# Can someone Recommend a commercial sewer to sew already made patches onto blank caps? Preferably in Los Angeles or California.



## megaCombo (May 21, 2009)

I am currently looking to sew on a few patches onto blank caps.

My first attempt was given to this company out in DTLA. They got the job done however, the stitching was all crooked. Almost unsellable because of how unprofessional it looked. 

2nd, I tried going to my local seamstress, but they just seem to smash the hats creating creases and such. 

I am about to glue gun the damn things on myself. lols

If anyone can recommend a good commercial sewing company who has experience sewing already made patches onto blank caps, I will be grateful. If you have picture samples or your own experience of working with them, that would be awesome, too.

Thanks in advance,

Barry


----------



## organizer (Jan 25, 2016)

Did you ever get a response to your question? I need to find someone in the LA area to sew 150 patches on hats. Any suggestions you have will be appreciated. Catherine


----------



## splathead (Dec 4, 2005)

Commercial sewing machines aren't really made to accept the shape of caps.

Best bet is to give it to an embroiderer. They can place it on a cap hoop and sew a single stitch pattern anyway you need.


----------



## binki (Jul 16, 2006)

Here is the issue with an emb machine. The sewing field on a hat is limited for top to bottom, somtimes down to 1.5 inches. 2.25 would be a best case you can hope for. 

What you really need is sew them on the panel before the hat is constructed if they are bigger than that


----------



## hawghugger (Feb 24, 2010)

Find someone with a long arm sewing machine. I use one in North Idaho. I work in a biker apparel shop where I sew a lot of patches and I use this machine when I sew patches where a pocket is. I also use it for sewing patches on hats. Hope this helps!


----------



## 539162 (Jun 12, 2015)

I have a friend who is a Tech, Shop Owner and Sewing Machine Dealer in Los Angeles. His name is Jospeh Park and the name of his company is called ABC Sewing Machine. I will put his contact info below. Perhaps he can sew them on for you or knows someone who could. Joseph is a wonderful guy and one of the nicest people you will ever wanna meet. He really loves to help people and take care of customers.

2100 S Main St, Los Angeles
213-747-9555 (Shop Number)
213-278-2353 (Cell)

Please make sure you tell him Jeff gave you his contact. Hope you find what you need.


----------



## NiceThreadsLLC (Mar 20, 2012)

I've had good luck with shoe repair places. They have heavy duty post style machines that have an easier time getting up inside of things that regular flat machines(like a seamstress would have) would have difficulty with. 

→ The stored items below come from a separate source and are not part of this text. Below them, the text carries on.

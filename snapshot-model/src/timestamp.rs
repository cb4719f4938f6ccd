// Copyright 2025
// SPDX-License-Identifier: LGPL-3.0-or-later

//! # Snapshot timestamps
//!
//! A `Timestamp` identifies one point-in-time snapshot of an archive, in
//! the upstream service's `YYYYMMDDThhmmssZ` form. The representation is
//! kept as the original string because it is compared lexicographically,
//! which (by construction of the format) is equivalent to chronological
//! order; there is no need to parse it into a `chrono` type for any
//! operation this crate performs.

use std::fmt::Display;

use serde::{Deserialize, Serialize};

use crate::utils::TryFromStrVisitor;

/// The sentinel timestamp used by non-temporal, "multi-version" archives
/// such as QubesOS. It must never appear alongside a real timestamp for the
/// same archive.
pub const SENTINEL: &str = "99990101T000000Z";

fn check_timestamp(value: &str) -> bool {
    // YYYYMMDDThhmmssZ
    let bytes = value.as_bytes();
    bytes.len() == 16
        && bytes[..8].iter().all(u8::is_ascii_digit)
        && bytes[8] == b'T'
        && bytes[9..15].iter().all(u8::is_ascii_digit)
        && bytes[15] == b'Z'
}

/// A validated snapshot timestamp.
#[derive(Clone, Debug, PartialEq, Eq, PartialOrd, Ord, Hash, Serialize)]
#[serde(transparent)]
pub struct Timestamp(String);

/// Invalid timestamp string.
#[derive(Clone, Copy, Debug, PartialEq, Eq, thiserror::Error)]
#[error("invalid timestamp, expected YYYYMMDDThhmmssZ")]
pub struct InvalidTimestamp;

impl Timestamp {
    /// The sentinel timestamp for non-temporal archives.
    pub fn sentinel() -> Self {
        Self(SENTINEL.to_owned())
    }

    /// Whether this is the sentinel timestamp.
    pub fn is_sentinel(&self) -> bool {
        self.0 == SENTINEL
    }

    /// The raw `YYYYMMDDThhmmssZ` string.
    pub fn as_str(&self) -> &str {
        &self.0
    }
}

impl TryFrom<&str> for Timestamp {
    type Error = InvalidTimestamp;

    fn try_from(value: &str) -> Result<Self, Self::Error> {
        if check_timestamp(value) {
            Ok(Self(value.to_owned()))
        } else {
            Err(InvalidTimestamp)
        }
    }
}

impl TryFrom<String> for Timestamp {
    type Error = InvalidTimestamp;

    fn try_from(value: String) -> Result<Self, Self::Error> {
        if check_timestamp(&value) {
            Ok(Self(value))
        } else {
            Err(InvalidTimestamp)
        }
    }
}

impl AsRef<str> for Timestamp {
    fn as_ref(&self) -> &str {
        &self.0
    }
}

impl Display for Timestamp {
    fn fmt(&self, f: &mut std::fmt::Formatter<'_>) -> std::fmt::Result {
        write!(f, "{}", self.0)
    }
}

impl<'de> Deserialize<'de> for Timestamp {
    fn deserialize<D>(deserializer: D) -> Result<Self, D::Error>
    where
        D: serde::Deserializer<'de>,
    {
        deserializer.deserialize_str(TryFromStrVisitor::new("a timestamp formatted as YYYYMMDDThhmmssZ"))
    }
}

#[cfg(test)]
mod test {
    use super::*;

    #[test]
    fn valid() {
        assert!(Timestamp::try_from("20210221T150011Z").is_ok());
        assert!(Timestamp::try_from(SENTINEL).unwrap().is_sentinel());
    }

    #[test]
    fn invalid() {
        assert!(Timestamp::try_from("2021-02-21T15:00:11Z").is_err());
        assert!(Timestamp::try_from("20210221T150011").is_err());
        assert!(Timestamp::try_from("").is_err());
    }

    #[test]
    fn lexicographic_order_is_chronological() {
        let t1 = Timestamp::try_from("20210221T150011Z").unwrap();
        let t2 = Timestamp::try_from("20210222T150011Z").unwrap();
        let t3 = Timestamp::try_from("20210222T160000Z").unwrap();
        assert!(t1 < t2);
        assert!(t2 < t3);
    }
}
// Copyright 2025 Sebastian Ramacher
// SPDX-License-Identifier: LGPL-3.0-or-later

//! # Helpers to handle Debian packages
//!
//! A `Package`'s identity is the triple `(kind, name, version)`:
//! `kind` distinguishes a source package from a binary package, since the
//! archive allows the same name/version pair to exist as both.

use std::fmt::Display;

use serde::Deserialize;

use crate::{utils::TryFromStrVisitor, version::PackageVersion};

fn check_package_name(package: &str) -> Result<(), PackageError> {
    // package names must be at least 2 characters long
    if package.len() < 2 {
        return Err(PackageError::InvalidNameLength);
    }

    if !package.chars().enumerate().all(|(i, c)| {
        if c.is_ascii_lowercase() || c.is_ascii_digit() {
            return true;
        }
        i > 0 && ".+-".contains(c)
    }) {
        return Err(PackageError::InvalidName);
    }

    Ok(())
}

/// Package errors
#[derive(Clone, Copy, Debug, thiserror::Error)]
pub enum PackageError {
    /// Package name is too short
    #[error("package name too short")]
    InvalidNameLength,
    /// Package name is invalid
    #[error("package name contains invalid character")]
    InvalidName,
}

/// Package name
#[derive(Clone, Debug, PartialEq, Eq, Hash, PartialOrd, Ord)]
pub struct PackageName(String);

impl TryFrom<&str> for PackageName {
    type Error = PackageError;

    fn try_from(package: &str) -> Result<Self, Self::Error> {
        check_package_name(package).map(|_| Self(package.to_owned()))
    }
}

impl TryFrom<String> for PackageName {
    type Error = PackageError;

    fn try_from(package: String) -> Result<Self, Self::Error> {
        check_package_name(&package).map(|_| Self(package))
    }
}

impl AsRef<str> for PackageName {
    fn as_ref(&self) -> &str {
        self.0.as_str()
    }
}

impl PartialEq<&str> for PackageName {
    fn eq(&self, other: &&str) -> bool {
        self.0.eq(other)
    }
}

impl PartialEq<String> for PackageName {
    fn eq(&self, other: &String) -> bool {
        self.0.eq(other)
    }
}

impl Display for PackageName {
    fn fmt(&self, f: &mut std::fmt::Formatter<'_>) -> std::fmt::Result {
        write!(f, "{}", self.0)
    }
}

impl<'de> Deserialize<'de> for PackageName {
    fn deserialize<D>(deserializer: D) -> Result<Self, D::Error>
    where
        D: serde::Deserializer<'de>,
    {
        deserializer.deserialize_str(TryFromStrVisitor::new("a package name"))
    }
}

/// Whether a `Package` is a source package or a binary package.
#[derive(Clone, Copy, Debug, PartialEq, Eq, Hash, PartialOrd, Ord)]
pub enum PackageKind {
    /// A source package (a `.dsc` plus its tarballs).
    Source,
    /// A binary package (a `.deb`).
    Binary,
}

impl Display for PackageKind {
    fn fmt(&self, f: &mut std::fmt::Formatter<'_>) -> std::fmt::Result {
        f.write_str(match self {
            PackageKind::Source => "source",
            PackageKind::Binary => "binary",
        })
    }
}

/// A package, identified by `(kind, name, version)`.
#[derive(Debug, Clone, PartialEq, Eq, PartialOrd, Ord, Hash)]
pub struct Package {
    /// Whether this is a source or binary package.
    pub kind: PackageKind,
    /// The package name.
    pub name: PackageName,
    /// The package version.
    pub version: PackageVersion,
}

#[cfg(test)]
mod test {
    use super::*;

    #[test]
    fn valid_package_names() {
        assert!(PackageName::try_from("zathura").is_ok());
        assert!(PackageName::try_from("0ad").is_ok());
        assert!(PackageName::try_from("zathura-pdf").is_ok());
    }

    #[test]
    fn invalid_package_names() {
        assert!(PackageName::try_from("z").is_err());
        assert!(PackageName::try_from("-ad").is_err());
    }

    #[test]
    fn package_identity() {
        let p1 = Package {
            kind: PackageKind::Binary,
            name: PackageName::try_from("hello").unwrap(),
            version: PackageVersion::try_from("2.10-2").unwrap(),
        };
        let p2 = Package {
            kind: PackageKind::Source,
            name: PackageName::try_from("hello").unwrap(),
            version: PackageVersion::try_from("2.10-2").unwrap(),
        };
        assert_ne!(p1, p2);
    }
}
/// A candidate `(archive, suite, component)` for the buildinfo solver.
/// Coarser than the `Location` entity: it aggregates every `Location` row
/// sharing this triple.
#[derive(Debug, Clone, PartialEq, Eq)]
pub struct CandidateLocation {
    /// The archive row id.
    pub archive_id: i64,
    /// The archive name.
    pub archive: String,
    /// The suite row id.
    pub suite_id: i64,
    /// The suite name.
    pub suite: String,
    /// The component row id.
    pub component_id: i64,
    /// The component name.
    pub component: String,
}

#[cfg(test)]
mod test {
    use super::*;

    fn observe(
        conn: &Connection,
        archive_id: i64,
        file_sha256: &str,
        location_id: i64,
        architecture_id: i64,
        value: &str,
    ) -> bool {
        let timestamp_id = Store::upsert_timestamp(conn, archive_id, value).unwrap();
        Store::record_observation(conn, archive_id, file_sha256, location_id, architecture_id, timestamp_id, value)
            .unwrap()
    }

    fn setup() -> (Store, i64, i64, i64) {
        let store = Store::open(":memory:").unwrap();
        let conn = store.get().unwrap();
        let archive_id = Store::upsert_archive(&conn, "debian").unwrap();
        let suite_id = Store::upsert_suite(&conn, archive_id, "bullseye").unwrap();
        let component_id = Store::upsert_component(&conn, suite_id, "main").unwrap();
        let location_id =
            Store::upsert_location(&conn, archive_id, suite_id, component_id, "main/h/hello", "hello_2.10-2_amd64.deb")
                .unwrap();
        let architecture_id = Store::upsert_architecture(&conn, Architecture::All).unwrap();
        Store::upsert_file(&conn, "aaaa", 12345).unwrap();
        (store, archive_id, location_id, architecture_id)
    }

    #[test]
    fn s1_single_observation_creates_singleton_range() {
        let (store, archive_id, location_id, architecture_id) = setup();
        let conn = store.get().unwrap();
        assert!(observe(&conn, archive_id, "aaaa", location_id, architecture_id, "20210221T150011Z"));

        let info = store.file_observations("aaaa").unwrap();
        assert_eq!(info.len(), 1);
        assert_eq!(
            info[0].timestamp_ranges,
            vec![("20210221T150011Z".to_owned(), "20210221T150011Z".to_owned())]
        );
    }

    #[test]
    fn s2_adjacent_observation_extends_range() {
        let (store, archive_id, location_id, architecture_id) = setup();
        let conn = store.get().unwrap();
        observe(&conn, archive_id, "aaaa", location_id, architecture_id, "20210221T150011Z");
        observe(&conn, archive_id, "aaaa", location_id, architecture_id, "20210222T150011Z");

        let info = store.file_observations("aaaa").unwrap();
        assert_eq!(
            info[0].timestamp_ranges,
            vec![("20210221T150011Z".to_owned(), "20210222T150011Z".to_owned())]
        );
    }

    #[test]
    fn s3_missing_timestamp_leaves_range_untouched() {
        let (store, archive_id, location_id, architecture_id) = setup();
        let conn = store.get().unwrap();
        observe(&conn, archive_id, "aaaa", location_id, architecture_id, "20210221T150011Z");
        observe(&conn, archive_id, "aaaa", location_id, architecture_id, "20210222T150011Z");
        // an archive timestamp is ingested (e.g. Release was fetched) but this file wasn't observed at it.
        Store::upsert_timestamp(&conn, archive_id, "20210223T150011Z").unwrap();

        let info = store.file_observations("aaaa").unwrap();
        assert_eq!(
            info[0].timestamp_ranges,
            vec![("20210221T150011Z".to_owned(), "20210222T150011Z".to_owned())]
        );
    }

    #[test]
    fn s4_reingesting_a_gap_merges_both_sides() {
        let (store, archive_id, location_id, architecture_id) = setup();
        let conn = store.get().unwrap();
        observe(&conn, archive_id, "aaaa", location_id, architecture_id, "20210221T150011Z");
        Store::upsert_timestamp(&conn, archive_id, "20210222T150011Z").unwrap();
        observe(&conn, archive_id, "aaaa", location_id, architecture_id, "20210223T150011Z");

        // two disjoint singleton ranges so far
        let info = store.file_observations("aaaa").unwrap();
        assert_eq!(info[0].timestamp_ranges.len(), 2);

        // filling the gap merges them into one range
        observe(&conn, archive_id, "aaaa", location_id, architecture_id, "20210222T150011Z");
        let info = store.file_observations("aaaa").unwrap();
        assert_eq!(
            info[0].timestamp_ranges,
            vec![("20210221T150011Z".to_owned(), "20210223T150011Z".to_owned())]
        );
    }

    #[test]
    fn idempotent_reinsertion_is_a_no_op() {
        let (store, archive_id, location_id, architecture_id) = setup();
        let conn = store.get().unwrap();
        observe(&conn, archive_id, "aaaa", location_id, architecture_id, "20210221T150011Z");
        observe(&conn, archive_id, "aaaa", location_id, architecture_id, "20210222T150011Z");
        let before = store.file_observations("aaaa").unwrap();

        let changed = observe(&conn, archive_id, "aaaa", location_id, architecture_id, "20210222T150011Z");
        let after = store.file_observations("aaaa").unwrap();

        assert!(!changed);
        assert_eq!(before, after);
    }

    #[test]
    fn size_drift_is_rejected() {
        let (store, ..) = setup();
        let conn = store.get().unwrap();
        let err = Store::upsert_file(&conn, "aaaa", 1).unwrap_err();
        assert!(matches!(err, StorageError::SizeMismatch { .. }));
    }

    #[test]
    fn sentinel_timestamp_cannot_mix_with_real_ones() {
        let store = Store::open(":memory:").unwrap();
        let conn = store.get().unwrap();
        let archive_id = Store::upsert_archive(&conn, "qubes-r4.1-vm").unwrap();
        Store::upsert_timestamp(&conn, archive_id, "20210221T150011Z").unwrap();
        let err = Store::upsert_timestamp(&conn, archive_id, SENTINEL).unwrap_err();
        assert!(matches!(err, StorageError::SentinelMixing { .. }));
    }

    #[test]
    fn closest_timestamp_resolution() {
        let (store, archive_id, ..) = setup();
        let conn = store.get().unwrap();
        Store::upsert_timestamp(&conn, archive_id, "20210221T150011Z").unwrap();
        Store::upsert_timestamp(&conn, archive_id, "20210222T150011Z").unwrap();

        assert_eq!(
            store.closest_timestamp("debian", "20210222T160000Z").unwrap(),
            Some("20210222T150011Z".to_owned())
        );
        assert_eq!(store.closest_timestamp("debian", "20210220T000000Z").unwrap(), None);
        assert_eq!(
            store.latest_timestamp("debian").unwrap(),
            Some("20210222T150011Z".to_owned())
        );
    }
}
#[cfg(test)]
mod test {
    use super::*;

    #[test]
    fn split_repo_path_separates_directory_and_filename() {
        assert_eq!(
            split_repo_path("pool/main/h/hello/hello_2.10-2_amd64.deb"),
            ("pool/main/h/hello".to_owned(), "hello_2.10-2_amd64.deb".to_owned())
        );
        assert_eq!(split_repo_path("Release"), (String::new(), "Release".to_owned()));
    }

    #[test]
    fn decompress_passes_through_unknown_extensions() {
        assert_eq!(decompress("Release", b"hello"), "hello");
    }
}
// Copyright 2025
// SPDX-License-Identifier: GPL-3.0-or-later

//! # Provenance query layer (C7) and buildinfo solver endpoint (C8)
//!
//! A read-only axum server over [`crate::store::Store`]. Every response is
//! wrapped in [`ApiEnvelope`] (`_api`/`_comment` plus the flattened
//! payload). List endpoints are sorted deterministically by the store's
//! own queries; this module adds no further sorting.
//!
//! Handlers follow the usual axum shape: `State<ServerState>` extraction,
//! `Json<T>` responses, `axum::extract::Multipart` for the buildinfo
//! upload, a shared `ErrorResponse`/`IntoResponse` error wrapper.

use std::collections::HashMap;

use axum::extract::{Multipart, Path, Query, Request, State};
use axum::http::{header, StatusCode};
use axum::middleware::{self, Next};
use axum::response::{IntoResponse, Response};
use axum::routing::{get, post};
use axum::{Json, Router};
use serde::{Deserialize, Serialize};
use snapshot_model::package::PackageKind;

use crate::config::Context;
use crate::layout;
use crate::solver::{self, LocationCover};
use crate::store::{ObservationRow, PackageFileRow, StorageError};

const API_VERSION: u32 = 1;
const COMMENT: &str = "This service is provided as-is and without warranty of any kind. It is experimental and subject to change at any time.";

/// The envelope every response carries: `{"_api": version, "_comment":
/// string, …payload…}`.
#[derive(Debug, Serialize)]
struct ApiEnvelope<T> {
    #[serde(rename = "_api")]
    api: u32,
    #[serde(rename = "_comment")]
    comment: &'static str,
    #[serde(flatten)]
    payload: T,
}

impl<T: Serialize> ApiEnvelope<T> {
    fn new(payload: T) -> Self {
        Self {
            api: API_VERSION,
            comment: COMMENT,
            payload,
        }
    }
}

impl<T: Serialize> IntoResponse for ApiEnvelope<T> {
    fn into_response(self) -> Response {
        Json(self).into_response()
    }
}

/// The query layer's error type, per endpoint mapped to an HTTP status:
/// 404 when the named entity is unknown, 500 on store error.
#[derive(Debug, thiserror::Error)]
pub enum ApiError {
    /// The requested entity does not exist.
    #[error("not found")]
    NotFound,
    /// A malformed request (bad query parameter, bad multipart upload).
    #[error("bad request: {0}")]
    BadRequest(String),
    /// The underlying store failed.
    #[error("store error: {0}")]
    Store(#[from] StorageError),
}

#[derive(Serialize)]
struct ErrorBody {
    error: String,
}

impl IntoResponse for ApiError {
    fn into_response(self) -> Response {
        let status = match self {
            ApiError::NotFound => StatusCode::NOT_FOUND,
            ApiError::BadRequest(_) => StatusCode::BAD_REQUEST,
            ApiError::Store(_) => StatusCode::INTERNAL_SERVER_ERROR,
        };
        (status, ApiEnvelope::new(ErrorBody { error: self.to_string() })).into_response()
    }
}

/// Builds the `/mr/*` router over a resolved [`Context`].
pub fn router(ctx: Context) -> Router {
    Router::new()
        .route("/mr/package", get(source_packages))
        .route("/mr/package/{p}", get(source_versions))
        .route("/mr/package/{p}/{v}/srcfiles", get(source_files))
        .route("/mr/binary/{p}", get(binary_versions))
        .route("/mr/binary/{p}/{v}/binfiles", get(binary_files))
        .route("/mr/file", get(all_files))
        .route("/mr/file/{sha256}/info", get(file_info))
        .route("/mr/file/{sha256}/download", get(file_download))
        .route("/mr/timestamp/{archive}", get(archive_timestamps))
        .route("/mr/timestamp/{archive}/{value}", get(timestamp_resolve))
        .route("/mr/buildinfo", post(buildinfo_solve))
        .layer(middleware::from_fn(log_request))
        .with_state(ctx)
}

/// Logs every request's method, path and response status at `info`.
async fn log_request(req: Request, next: Next) -> Response {
    let method = req.method().clone();
    let path = req.uri().path().to_owned();
    let response = next.run(req).await;
    log::info!("{method} {path} {}", response.status());
    response
}

#[derive(Serialize)]
struct NameList {
    result: Vec<String>,
}

async fn source_packages(State(ctx): State<Context>) -> Result<ApiEnvelope<NameList>, ApiError> {
    let result = ctx.store.source_package_names()?;
    Ok(ApiEnvelope::new(NameList { result }))
}

async fn source_versions(State(ctx): State<Context>, Path(p): Path<String>) -> Result<ApiEnvelope<NameList>, ApiError> {
    let result = ctx.store.package_versions(PackageKind::Source, &p)?;
    if result.is_empty() {
        return Err(ApiError::NotFound);
    }
    Ok(ApiEnvelope::new(NameList { result }))
}

async fn binary_versions(State(ctx): State<Context>, Path(p): Path<String>) -> Result<ApiEnvelope<NameList>, ApiError> {
    let result = ctx.store.package_versions(PackageKind::Binary, &p)?;
    if result.is_empty() {
        return Err(ApiError::NotFound);
    }
    Ok(ApiEnvelope::new(NameList { result }))
}

#[derive(Deserialize)]
struct FileInfoQuery {
    #[serde(default)]
    fileinfo: u8,
}

/// One entry of a `srcfiles`/`binfiles` `result` list: a file's hash, and
/// (for binaries) the architecture it was built for.
#[derive(Serialize)]
struct FilesEntry {
    hash: String,
    #[serde(skip_serializing_if = "Option::is_none")]
    architecture: Option<String>,
}

/// The `fileinfo=1` expansion: sha256 → the observations realizing it.
#[derive(Serialize)]
struct FileInfoEntry {
    name: String,
    path: String,
    size: u64,
    archive_name: String,
    suite_name: String,
    component_name: String,
    timestamp_ranges: Vec<(String, String)>,
}

impl From<ObservationRow> for FileInfoEntry {
    fn from(row: ObservationRow) -> Self {
        Self {
            name: row.name,
            path: row.path,
            size: row.size,
            archive_name: row.archive,
            suite_name: row.suite,
            component_name: row.component,
            timestamp_ranges: row.timestamp_ranges,
        }
    }
}

#[derive(Serialize)]
struct FilesResponse {
    result: Vec<FilesEntry>,
    #[serde(skip_serializing_if = "Option::is_none")]
    fileinfo: Option<HashMap<String, Vec<FileInfoEntry>>>,
}

fn files_response(ctx: &Context, rows: Vec<PackageFileRow>, want_fileinfo: bool) -> Result<FilesResponse, ApiError> {
    let mut fileinfo = want_fileinfo.then(HashMap::new);
    if let Some(map) = fileinfo.as_mut() {
        for row in &rows {
            if !map.contains_key(&row.sha256) {
                let observations = ctx.store.file_observations(&row.sha256)?.into_iter().map(FileInfoEntry::from).collect();
                map.insert(row.sha256.clone(), observations);
            }
        }
    }
    let result = rows
        .into_iter()
        .map(|row| FilesEntry {
            hash: row.sha256,
            architecture: row.architecture,
        })
        .collect();
    Ok(FilesResponse { result, fileinfo })
}

async fn source_files(
    State(ctx): State<Context>,
    Path((p, v)): Path<(String, String)>,
    Query(q): Query<FileInfoQuery>,
) -> Result<ApiEnvelope<FilesResponse>, ApiError> {
    let rows = ctx.store.package_files(PackageKind::Source, &p, &v)?;
    if rows.is_empty() {
        return Err(ApiError::NotFound);
    }
    Ok(ApiEnvelope::new(files_response(&ctx, rows, q.fileinfo == 1)?))
}

async fn binary_files(
    State(ctx): State<Context>,
    Path((p, v)): Path<(String, String)>,
    Query(q): Query<FileInfoQuery>,
) -> Result<ApiEnvelope<FilesResponse>, ApiError> {
    let rows = ctx.store.package_files(PackageKind::Binary, &p, &v)?;
    if rows.is_empty() {
        return Err(ApiError::NotFound);
    }
    Ok(ApiEnvelope::new(files_response(&ctx, rows, q.fileinfo == 1)?))
}

async fn all_files(State(ctx): State<Context>) -> Result<ApiEnvelope<NameList>, ApiError> {
    let result = ctx.store.all_file_hashes()?;
    Ok(ApiEnvelope::new(NameList { result }))
}

#[derive(Serialize)]
struct FileInfoResponse {
    result: Vec<FileInfoEntry>,
}

async fn file_info(State(ctx): State<Context>, Path(sha256): Path<String>) -> Result<ApiEnvelope<FileInfoResponse>, ApiError> {
    let result: Vec<FileInfoEntry> = ctx.store.file_observations(&sha256)?.into_iter().map(FileInfoEntry::from).collect();
    if result.is_empty() {
        return Err(ApiError::NotFound);
    }
    Ok(ApiEnvelope::new(FileInfoResponse { result }))
}

async fn file_download(State(ctx): State<Context>, Path(sha256): Path<String>) -> Result<Response, ApiError> {
    let sha256_typed =
        snapshot_model::file::Sha256::try_from(sha256.as_str()).map_err(|_| ApiError::BadRequest("malformed sha256".to_owned()))?;
    if ctx.store.file_size(&sha256)?.is_none() {
        return Err(ApiError::NotFound);
    }
    let path = layout::by_hash_path(&ctx.root, &sha256_typed);
    Ok((StatusCode::FOUND, [(header::LOCATION, format!("file://{}", path.display()))]).into_response())
}

async fn archive_timestamps(State(ctx): State<Context>, Path(archive): Path<String>) -> Result<ApiEnvelope<NameList>, ApiError> {
    let result = ctx.store.archive_timestamps(&archive)?;
    if result.is_empty() {
        return Err(ApiError::NotFound);
    }
    Ok(ApiEnvelope::new(NameList { result }))
}

#[derive(Serialize)]
struct TimestampResponse {
    result: String,
}

async fn timestamp_resolve(
    State(ctx): State<Context>,
    Path((archive, value)): Path<(String, String)>,
) -> Result<ApiEnvelope<TimestampResponse>, ApiError> {
    let resolved = if value == "latest" {
        ctx.store.latest_timestamp(&archive)?
    } else {
        ctx.store.closest_timestamp(&archive, &value)?
    };
    let result = resolved.ok_or(ApiError::NotFound)?;
    Ok(ApiEnvelope::new(TimestampResponse { result }))
}

#[derive(Deserialize)]
struct BuildinfoQuery {
    suite_name: Option<String>,
}

#[derive(Serialize)]
struct BuildinfoResponse {
    result: Vec<LocationCover>,
}

async fn buildinfo_solve(
    State(ctx): State<Context>,
    Query(q): Query<BuildinfoQuery>,
    mut multipart: Multipart,
) -> Result<ApiEnvelope<BuildinfoResponse>, ApiError> {
    let field = multipart
        .next_field()
        .await
        .map_err(|err| ApiError::BadRequest(err.to_string()))?
        .ok_or_else(|| ApiError::BadRequest("expected a \"buildinfo\" form field".to_owned()))?;
    if field.name() != Some("buildinfo") {
        return Err(ApiError::BadRequest(format!("expected field named \"buildinfo\", got {:?}", field.name())));
    }
    let bytes = field.bytes().await.map_err(|err| ApiError::BadRequest(err.to_string()))?;
    let text = String::from_utf8_lossy(&bytes);
    let buildinfo = snapshot_model::buildinfo::from_str(&text).map_err(|err| ApiError::BadRequest(err.to_string()))?;

    let result = solver::solve(&ctx.store, &buildinfo, q.suite_name.as_deref())?;
    Ok(ApiEnvelope::new(BuildinfoResponse { result }))
}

Sent from my iPhone using Tapatalk


----------



## hawghugger (Feb 24, 2010)

NiceThreadsLLC said:


> I've had good luck with shoe repair places. They have heavy duty post style machines that have an easier time getting up inside of things that regular flat machines(like a seamstress would have) would have difficulty with.
> 
> 
> Sent from my iPhone using Tapatalk


Yes, It is called a long arm machine. Cobblers use them too.


----------



## crazymike (Aug 18, 2008)

In the future get your patches with glue on the back
and hot press them. Much easier.


----------